The Latin & Irish Lives of Ciaran eBook

This eBook from the Gutenberg Project consists of approximately 167 pages of information about The Latin & Irish Lives of Ciaran.

37.  Crichid [sic] of Cluain, a servant of Ciaran, went to Saigir and stayed there a long time.  The devil tempted him to quench the sacred fire which the monks had in the kitchen.  Said Ciaran of Saigir, that he would not eat food till there should come guests who would bring him fire.  Crichid then went from them a short distance outside the city, and wolves slew him, but did not injure his body.  When Ciaran the wright’s son heard of the death of his attendant, he went to Ciaran of Saigir to seek for him.  When he arrived, Ciaran of Saigir said, “First of all ye need water for your feet; but we have no fire to heat water for you.  Let you as guests give us fire, for God hath decreed this for you.”  Then Ciaran the wright’s son raised his hands to heaven, and made fervent prayer.  When the prayer was finished, there came fire from heaven, and rested on his breast.  He protected his breast from the fire, and carried it with him to the monastery.  He cast from him the fire on to the floor, and it did not hurt so much as the fur of the robe of white linen which he was wearing.

Then he revived his servant who had died before that, and he ate food with them.  The two Ciarans then made a covenant together.  “The wealth of the world,” said Ciaran son of the wright, “be in great Saigir.”  “Knowledge and dignity incorruptible be in Cluain maccu Nois,” said Ciaran of Saigir.

XLIX.  THE DEATH OF CIARAN

38.  The soul of Ciaran was not more than seven months in this town before he went to heaven, on the ninth day of September.  When Ciaran knew that the day of his death was drawing nigh, he made a prophecy with great sorrow.  He said that great would be the persecution of his city from evil men towards the end of the world.  “What then shall we do in the time of that crime?” said the monks; “is it by thy relics we shall stay, or shall we go elsewhere?” “Rise,” said Ciaran, “and leave my relics as the bones of a deer are left in the sun.  For it is better for you to live with me in heaven than to stay here with my relics.”

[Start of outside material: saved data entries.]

//! Objectives rank whole candidate solutions: lower fitness is strictly better.
//!
//! An objective is evaluated concurrently from evaluation threads, so implementations are pure
//! functions of a solution and a route state snapshot.

#[cfg(test)]
#[path = "../../../tests/unit/solver/objectives/objectives_test.rs"]
mod objectives_test;

mod bottleneck_cost;
pub use self::bottleneck_cost::BottleneckCost;

mod sum_cost;
pub use self::sum_cost::SumCost;

use crate::models::common::Cost;
use crate::models::solution::{RouteStates, Solution};
use std::sync::Arc;

/// A default weight of unassigned jobs penalty.
pub const DEFAULT_UNASSIGNED_WEIGHT: f64 = 0.5;

/// Calculates a scalar fitness of the solution.
pub trait SolutionCost {
    /// Returns solution fitness, `states` contains one state per solution route in the same order.
    fn fitness(&self, solution: &Solution, states: &RouteStates) -> Cost;
}

/// Specifies which objective is used to rank solutions.
#[derive(Clone, Copy, Debug, PartialEq, Eq)]
pub enum ObjectiveKind {
    /// Minimizes total cost of all routes.
    Sum,
    /// Minimizes cost of the most expensive route.
    Bottleneck,
}

/// Penalizes unassigned jobs proportionally to the already incurred cost, so a cheap solution
/// with many unassigned jobs does not look artificially good.
#[derive(Clone, Copy, Debug, PartialEq)]
pub struct UnassignedPenalty {
    weight: f64,
}

impl UnassignedPenalty {
    /// Creates a new instance of `UnassignedPenalty`.
    pub fn new(weight: f64) -> Self {
        Self { weight }
    }

    /// Returns penalty weight.
    pub fn weight(&self) -> f64 {
        self.weight
    }

    /// Adds the penalty to the base cost.
    pub fn apply(&self, base_cost: Cost, unassigned: usize) -> Cost {
        base_cost + unassigned as f64 * (1. + base_cost) * self.weight
    }
}

impl Default for UnassignedPenalty {
    fn default() -> Self {
        Self::new(DEFAULT_UNASSIGNED_WEIGHT)
    }
}

/// Creates an objective of the given kind. The choice is done once, before the search starts.
pub fn create_objective(kind: ObjectiveKind, penalty: UnassignedPenalty) -> Arc<dyn SolutionCost + Send + Sync> {
    match kind {
        ObjectiveKind::Sum => Arc::new(SumCost::new(penalty)),
        ObjectiveKind::Bottleneck => Arc::new(BottleneckCost::new(penalty)),
    }
}

/// Returns cost of each route: aggregated transport cost plus vehicle fixed cost. The caller
/// provides exactly one state per route.
fn get_route_costs<'a>(solution: &'a Solution, states: &'a RouteStates) -> impl Iterator<Item = Cost> + 'a {
    debug_assert_eq!(solution.routes.len(), states.len(), "route states snapshot does not match solution routes");

    solution.routes.iter().zip(states.iter()).map(|(route, state)| state.transport_cost + route.vehicle.costs.fixed)
}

When the time of his death was near to Saint Ciaran in the Little Church, in the thirty-third year of his age, on the fifth of the ides of September as regards the solar month, on Saturday as regards the day of the week, on the eighteenth day as regards the moon, he said, “Let me be carried out to the Little Height,” said he.  And when he looked at heaven, and the height of air above his head, he said, “Awful is this road upward.”  “Not for thee is it awful,” said the monks.  “Truly, I know not,” said he, “any of the commandments of God which I have transgressed:  yet even David son of Jesse, and Paul the apostle, dreaded this way.”

Then the stone pillow was taken from him, to ease him.  “Nay,” said he, “put it under my shoulder. Qui enim perseuerauerit usque in finem, hic saluus erit.” Then angels filled the space between heaven and earth to receive his soul.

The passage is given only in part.